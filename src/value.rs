//! The value tree the decoder produces: a tagged variant carrying the
//! Hjson scalar/container kinds, plus the comment and position
//! decorations described in spec.md §3.

use crate::error::{Error, Result};
use indexmap::IndexMap;

/// An insertion-ordered mapping from key to `Value`, with unique keys
/// (unless the configured duplicate-key policy permits otherwise).
pub type Map = IndexMap<String, Value>;

/// A node in the decoded tree. `Undefined` is not part of Hjson's own
/// grammar — it is the "freshly default-constructed placeholder" sentinel
/// spec.md §4.6 requires so that indexing a map by a missing key (used by
/// the duplicate-key check) can return something without allocating a
/// real entry.
#[derive(Debug, Clone, PartialEq)]
pub enum Kind {
    Undefined,
    Null,
    Bool(bool),
    Int64(i64),
    Double(f64),
    String(String),
    Vector(Vec<Value>),
    Map(Map),
}

/// A `Kind` plus its four comment slots and two source positions.
///
/// - `comment_before`: trivia preceding the value (or its key, inside a map).
/// - `comment_key`: trivia between the key and the `:`.
/// - `comment_inside`: trivia between the opening and closing bracket of an
///   empty container (only ever set when the container is empty).
/// - `comment_after`: trivia following the value up to (and possibly
///   including) the next separator or newline.
/// - `pos_key`: byte offset of the key's start within a map, or `-1` for
///   non-map elements.
/// - `pos_item`: byte offset of the value's start.
#[derive(Debug, Clone, PartialEq)]
pub struct Value {
    pub kind: Kind,
    pub comment_before: String,
    pub comment_key: String,
    pub comment_inside: String,
    pub comment_after: String,
    pub pos_key: i64,
    pub pos_item: i64,
}

impl Value {
    pub fn undefined() -> Self {
        Value {
            kind: Kind::Undefined,
            comment_before: String::new(),
            comment_key: String::new(),
            comment_inside: String::new(),
            comment_after: String::new(),
            pos_key: -1,
            pos_item: -1,
        }
    }

    pub fn new(kind: Kind) -> Self {
        Value {
            kind,
            ..Value::undefined()
        }
    }

    pub fn null() -> Self {
        Value::new(Kind::Null)
    }

    pub fn bool(v: bool) -> Self {
        Value::new(Kind::Bool(v))
    }

    pub fn int64(v: i64) -> Self {
        Value::new(Kind::Int64(v))
    }

    pub fn double(v: f64) -> Self {
        Value::new(Kind::Double(v))
    }

    pub fn string(v: impl Into<String>) -> Self {
        Value::new(Kind::String(v.into()))
    }

    pub fn vector() -> Self {
        Value::new(Kind::Vector(Vec::new()))
    }

    pub fn map() -> Self {
        Value::new(Kind::Map(Map::new()))
    }

    /// `true` iff this value is distinguishable from a freshly
    /// default-constructed placeholder.
    pub fn defined(&self) -> bool {
        !matches!(self.kind, Kind::Undefined)
    }

    pub fn type_name(&self) -> &'static str {
        match self.kind {
            Kind::Undefined => "undefined",
            Kind::Null => "null",
            Kind::Bool(_) => "bool",
            Kind::Int64(_) => "int64",
            Kind::Double(_) => "double",
            Kind::String(_) => "string",
            Kind::Vector(_) => "vector",
            Kind::Map(_) => "map",
        }
    }

    pub fn as_vector_mut(&mut self) -> Option<&mut Vec<Value>> {
        match &mut self.kind {
            Kind::Vector(v) => Some(v),
            _ => None,
        }
    }

    pub fn as_map_mut(&mut self) -> Option<&mut Map> {
        match &mut self.kind {
            Kind::Map(m) => Some(m),
            _ => None,
        }
    }

    pub fn as_map(&self) -> Option<&Map> {
        match &self.kind {
            Kind::Map(m) => Some(m),
            _ => None,
        }
    }

    pub fn as_str(&self) -> Option<&str> {
        match &self.kind {
            Kind::String(s) => Some(s),
            _ => None,
        }
    }

    pub fn as_vector(&self) -> Option<&Vec<Value>> {
        match &self.kind {
            Kind::Vector(v) => Some(v),
            _ => None,
        }
    }

    /// Typed accessors for host integrations built on top of the tree
    /// (spec.md §7): each raises `Error::TypeMismatch` against the wrong
    /// variant rather than panicking or silently coercing. The decoder
    /// itself never calls these — they exist for callers that want a
    /// `Result` instead of pattern-matching `Kind` by hand.
    ///
    /// # Errors
    /// Returns `Error::TypeMismatch` if this value is not a `Bool`.
    pub fn try_bool(&self) -> Result<bool> {
        match self.kind {
            Kind::Bool(b) => Ok(b),
            _ => Err(Error::TypeMismatch {
                expected: "bool",
                found: self.type_name(),
            }),
        }
    }

    /// # Errors
    /// Returns `Error::TypeMismatch` if this value is not an `Int64`.
    pub fn try_int64(&self) -> Result<i64> {
        match self.kind {
            Kind::Int64(v) => Ok(v),
            _ => Err(Error::TypeMismatch {
                expected: "int64",
                found: self.type_name(),
            }),
        }
    }

    /// # Errors
    /// Returns `Error::TypeMismatch` if this value is not a `String`.
    pub fn try_str(&self) -> Result<&str> {
        match &self.kind {
            Kind::String(s) => Ok(s),
            _ => Err(Error::TypeMismatch {
                expected: "string",
                found: self.type_name(),
            }),
        }
    }

    /// Indexes a vector by position.
    ///
    /// # Errors
    /// Returns `Error::TypeMismatch` if this value is not a `Vector`, or
    /// `Error::IndexOutOfBounds` if `index` is past its end.
    pub fn at(&self, index: usize) -> Result<&Value> {
        let vec = match &self.kind {
            Kind::Vector(v) => v,
            _ => {
                return Err(Error::TypeMismatch {
                    expected: "vector",
                    found: self.type_name(),
                })
            }
        };
        vec.get(index).ok_or(Error::IndexOutOfBounds {
            index,
            len: vec.len(),
        })
    }

    pub fn push_back(&mut self, item: Value) {
        if let Kind::Vector(v) = &mut self.kind {
            v.push(item);
        }
    }

    /// Assigns `value` into this map under `key`, preserving `value`'s own
    /// comment/position fields exactly as parsed (as opposed to a plain
    /// `insert` that a host API might use to *overwrite* those fields).
    pub fn assign_with_comments(&mut self, key: impl Into<String>, value: Value) {
        if let Kind::Map(m) = &mut self.kind {
            m.insert(key.into(), value);
        }
    }

    /// Indexes a map by key, returning an `Undefined` placeholder rather
    /// than `None` for a missing key — this is what lets `defined()` drive
    /// the duplicate-key check without a separate `contains_key` call at
    /// every call site.
    pub fn index(&self, key: &str) -> Value {
        match &self.kind {
            Kind::Map(m) => m.get(key).cloned().unwrap_or_else(Value::undefined),
            _ => Value::undefined(),
        }
    }
}

#[cfg(test)]
mod test {
    use super::*;

    #[test]
    fn fresh_value_is_undefined() {
        assert!(!Value::undefined().defined());
        assert!(Value::null().defined());
    }

    #[test]
    fn indexing_missing_key_yields_undefined() {
        let m = Value::map();
        assert!(!m.index("missing").defined());
    }

    #[test]
    fn assign_with_comments_preserves_decorations() {
        let mut m = Value::map();
        let mut v = Value::string("hi");
        v.comment_before = "# lead\n".into();
        m.assign_with_comments("k", v);
        let got = m.index("k");
        assert_eq!(got.comment_before, "# lead\n");
        assert_eq!(got.as_str(), Some("hi"));
    }

    #[test]
    fn map_preserves_insertion_order() {
        let mut m = Value::map();
        m.assign_with_comments("b", Value::int64(2));
        m.assign_with_comments("a", Value::int64(1));
        let map = m.as_map().unwrap();
        let keys: Vec<_> = map.keys().cloned().collect();
        assert_eq!(keys, vec!["b".to_string(), "a".to_string()]);
    }

    #[test]
    fn typed_accessors_succeed_on_matching_kind() {
        assert_eq!(Value::bool(true).try_bool().unwrap(), true);
        assert_eq!(Value::int64(7).try_int64().unwrap(), 7);
        assert_eq!(Value::string("hi").try_str().unwrap(), "hi");
    }

    #[test]
    fn typed_accessor_reports_type_mismatch() {
        let err = Value::int64(1).try_bool().unwrap_err();
        match err {
            Error::TypeMismatch { expected, found } => {
                assert_eq!(expected, "bool");
                assert_eq!(found, "int64");
            }
            other => panic!("wrong error variant: {other:?}"),
        }
    }

    #[test]
    fn vector_index_out_of_bounds() {
        let mut v = Value::vector();
        v.push_back(Value::int64(1));
        assert_eq!(v.at(0).unwrap().try_int64().unwrap(), 1);
        match v.at(5).unwrap_err() {
            Error::IndexOutOfBounds { index, len } => {
                assert_eq!(index, 5);
                assert_eq!(len, 1);
            }
            other => panic!("wrong error variant: {other:?}"),
        }
    }
}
****
● What you are asked to do: Copy out whichever lines of the listing contain the word "offset".

● Written response:
/// - `pos_key`: byte offset of the key's start within a map, or `-1` for
/// - `pos_item`: byte offset of the value's start.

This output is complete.